И вот, допустим, лирический герой хочет высказать некое суждение, в правильности которого убеждён. Но рифма, размер, мелодия, звуковые переклички соседних слов, сама ассоциативная энергия, заложенная в данном слове толкают героя под локоть. И он говорит совсем не то, что собирался сказать. И поэт с радостью и удивлением осознаёт, что это самое «не то» интереснее, значительнее, вернее, чем «то». Оно ближе к истине. Лирический герой готов совершить вот такой поступок, а самодержавный каприз стиха вынуждает его совершить нечто иное, другого смысла и окраски. И художественная совесть поэта признаёт: так лучше, честнее, убедительней. Больше соответствует правде характера и обстоятельств.

Работа по созданию стихотворения, поэмы для настоящего поэта не столько воспоминания об уже реально прожитом, его анализ, оценка и соответствующие выводы — сколько способ жить по-новому, иначе.
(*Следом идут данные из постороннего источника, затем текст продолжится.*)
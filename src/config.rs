//! Configuration loading
//!
//! Reads `~/.config/tickr/config.toml` (or an explicit path). A missing file
//! yields defaults silently; a broken one yields defaults plus a warning the UI
//! can show.

mod types;

use std::path::{Path, PathBuf};

pub use types::{
    Config, DEFAULT_ENDPOINT, DEFAULT_MAX_VISIBLE_SUGGESTIONS, DEFAULT_TIMEOUT_MS, SearchConfig,
    UiConfig,
};

use crate::error::TickrError;

const CONFIG_DIR: &str = "tickr";
const CONFIG_FILE: &str = "config.toml";

/// Loaded configuration plus a warning if the file could not be used
#[derive(Debug, Clone, PartialEq, Eq, Default)]
pub struct ConfigResult {
    pub config: Config,
    pub warning: Option<String>,
}

pub fn config_path() -> Option<PathBuf> {
    dirs::home_dir().map(|p| p.join(".config").join(CONFIG_DIR).join(CONFIG_FILE))
}

/// Load from `path`, or from the default location when `path` is `None`
pub fn load_config(path: Option<&Path>) -> ConfigResult {
    let path = match path {
        Some(p) => p.to_path_buf(),
        None => match config_path() {
            Some(p) => p,
            None => return ConfigResult::default(),
        },
    };

    if !path.exists() {
        return ConfigResult::default();
    }

    match read_config(&path) {
        Ok(config) => ConfigResult {
            config,
            warning: None,
        },
        Err(e) => {
            log::warn!("Ignoring config file: {}", e);
            ConfigResult {
                config: Config::default(),
                warning: Some(format!("Config ignored: {}", e)),
            }
        }
    }
}

fn read_config(path: &Path) -> Result<Config, TickrError> {
    let contents = std::fs::read_to_string(path)?;
    parse_config(&contents).map_err(|e| TickrError::Config {
        path: path.display().to_string(),
        message: e.to_string(),
    })
}

pub fn parse_config(contents: &str) -> Result<Config, toml::de::Error> {
    toml::from_str(contents)
}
Творчество поэта, таким образом, основывается на событиях жизни его лирического героя, которого опасно отождествлять с самим поэтом. Жизнь лирического героя — вторая, и при этом главная, жизнь поэта. В быту поэт — дурак, неумёха, неудачник, трус, бездарь (в быту!), а вот в стихах он совершает некие невероятные, непредсказуемые, безумные поступки, хватает звезды с небес, разбрасывает, как Зевс, молнии внезапно возникших у него мыслей.

Следовательно, поэзия занимается не формулированием уже найденных истин, добытых в дотворческом состоянии (сижу, читаю, думаю — додумался!), а поиском истин. Ищет истину и находит её в разгаре работы над стихом.
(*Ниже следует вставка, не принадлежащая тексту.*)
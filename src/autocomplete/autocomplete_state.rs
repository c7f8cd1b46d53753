//! Autocomplete controller state
//!
//! Turns edits of the ticker input into debounced searches and tracks the
//! suggestions panel. Only the latest dispatched request may update the panel.

use std::sync::mpsc::{Receiver, TryRecvError};
use std::time::{Duration, Instant};

use tokio::sync::mpsc::UnboundedSender;

use super::debouncer::Debouncer;
use crate::search::{SearchRequest, SearchResponse, Suggestion, filter_suggestions};

pub struct AutocompleteState {
    /// Whether the suggestions panel is shown
    visible: bool,
    /// Rows of the panel, already filtered, in endpoint order
    suggestions: Vec<Suggestion>,
    debouncer: Debouncer,
    /// Channel to send requests to the search worker
    request_tx: Option<UnboundedSender<SearchRequest>>,
    /// Channel to receive responses from the search worker
    response_rx: Option<Receiver<SearchResponse>>,
    /// Id of the most recently dispatched request (0 = none yet)
    request_id: u64,
}

impl AutocompleteState {
    pub fn new(debounce_ms: u64) -> Self {
        Self {
            visible: false,
            suggestions: Vec::new(),
            debouncer: Debouncer::new(debounce_ms),
            request_tx: None,
            response_rx: None,
            request_id: 0,
        }
    }

    /// Attach the channels of a running search worker
    pub fn connect(
        &mut self,
        request_tx: UnboundedSender<SearchRequest>,
        response_rx: Receiver<SearchResponse>,
    ) {
        self.request_tx = Some(request_tx);
        self.response_rx = Some(response_rx);
    }

    pub fn is_visible(&self) -> bool {
        self.visible
    }

    pub fn suggestions(&self) -> &[Suggestion] {
        &self.suggestions
    }

    pub fn latest_request_id(&self) -> u64 {
        self.request_id
    }

    pub fn is_query_pending(&self) -> bool {
        self.debouncer.is_pending()
    }

    pub fn show(&mut self) {
        self.visible = true;
    }

    pub fn hide(&mut self) {
        self.visible = false;
    }

    /// React to the ticker input changing under the user's hands
    pub fn on_input(&mut self, raw_text: &str, now: Instant) {
        self.debouncer.cancel();

        let query = raw_text.trim();
        if query.is_empty() {
            self.invalidate();
            self.hide();
            return;
        }

        self.debouncer.schedule(query.to_string(), now);
    }

    /// Input was cleared by a reset gesture: drop any scheduled search too
    pub fn on_cleared(&mut self) {
        self.debouncer.cancel();
        self.invalidate();
        self.hide();
    }

    /// Click landed on the ticker input itself
    pub fn on_input_click(&mut self, input_text: &str) {
        if !input_text.trim().is_empty() && !self.suggestions.is_empty() {
            self.show();
        }
    }

    /// Pick the suggestion on row `index`, returning the text for the input
    pub fn on_suggestion_click(&mut self, index: usize) -> Option<String> {
        let selection = self.suggestions.get(index)?.selection_text();
        self.debouncer.cancel();
        self.invalidate();
        self.hide();
        Some(selection)
    }

    /// Make every search already sent stale without sending a new one
    ///
    /// Answers still in flight are then dropped by `handle_response`.
    pub fn invalidate(&mut self) {
        self.request_id = self.request_id.wrapping_add(1);
    }

    /// Advance time: fire a due search and apply any responses that arrived
    pub fn tick(&mut self, now: Instant) {
        if let Some(query) = self.debouncer.take_due(now) {
            self.execute_query(query);
        }
        self.poll_responses();
    }

    /// How long the event loop may sleep before `tick` has work to do
    pub fn time_until_due(&self, now: Instant) -> Option<Duration> {
        self.debouncer.time_until_due(now)
    }

    /// Dispatch a search to the worker under a fresh request id
    pub fn execute_query(&mut self, query: String) {
        self.request_id = self.request_id.wrapping_add(1);
        let request = SearchRequest {
            query,
            request_id: self.request_id,
        };

        let Some(tx) = &self.request_tx else {
            log::warn!(
                "Search worker not connected, dropping request {}",
                request.request_id
            );
            return;
        };

        if tx.send(request).is_err() {
            log::error!("Search error: worker is no longer running");
            self.request_tx = None;
            self.hide();
        }
    }

    /// Drain every response the worker has produced so far
    pub fn poll_responses(&mut self) {
        let Some(rx) = &self.response_rx else {
            return;
        };

        let mut responses = Vec::new();
        loop {
            match rx.try_recv() {
                Ok(response) => responses.push(response),
                Err(TryRecvError::Empty) => break,
                Err(TryRecvError::Disconnected) => {
                    self.response_rx = None;
                    break;
                }
            }
        }

        for response in responses {
            self.handle_response(response);
        }
    }

    /// Apply one worker response to the panel
    pub fn handle_response(&mut self, response: SearchResponse) {
        if response.request_id() != self.request_id {
            log::debug!(
                "Ignoring stale response {} (latest: {})",
                response.request_id(),
                self.request_id
            );
            return;
        }

        match response {
            SearchResponse::Results { suggestions, .. } => {
                self.suggestions = filter_suggestions(suggestions);
                self.visible = !self.suggestions.is_empty();
            }
            SearchResponse::Failed { error, .. } => {
                log::error!("Search error: {}", error);
                self.hide();
            }
        }
    }

    #[cfg(test)]
    pub fn set_suggestions(&mut self, suggestions: Vec<Suggestion>) {
        self.suggestions = suggestions;
        self.visible = !self.suggestions.is_empty();
    }
}

impl Default for AutocompleteState {
    fn default() -> Self {
        Self::new(super::DEFAULT_DEBOUNCE_MS)
    }
}

#[cfg(test)]
#[path = "autocomplete_state_tests.rs"]
mod autocomplete_state_tests;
Тут другой уровень мышления. Другая температура мышления. Другой механизм умственной деятельности (совсем не тот, что в «сижу, читаю, думаю!»).

Это роднит работу поэта с работой романиста, который передоверяет поиски истины своим героям.

Бальзак, Стендаль, Достоевский, Толстой — в своём роде поэты.

Изо всех крупных русских поэтов конца ХХ века Чичибабин и Бродский выделяются прежде всего редчайшей способностью охватывать стихом неимоверное множество психологических состояний, житейских поступков, любовных драм, общественных настроений и социально-исторических подробностей, пейзажей, портретов, натюрмортов. Своими рискованными путешествиями в ближние и дальние страны современной духовной ойкумены. И ещё поистине энциклопедическим размахом своих стилистик, вобравших в себя достижения, накопленные русской стиховой культурой за последние три века.

Если мы хотим понять себя, своё время, догадаться, куда идут Россия и весь мир, разобраться, ради чего и как нам жить, вникнем в стихи Бориса Чичибабина и Иосифа Бродского.

Пока мы с вами находимся на дальних подступах к этой работе.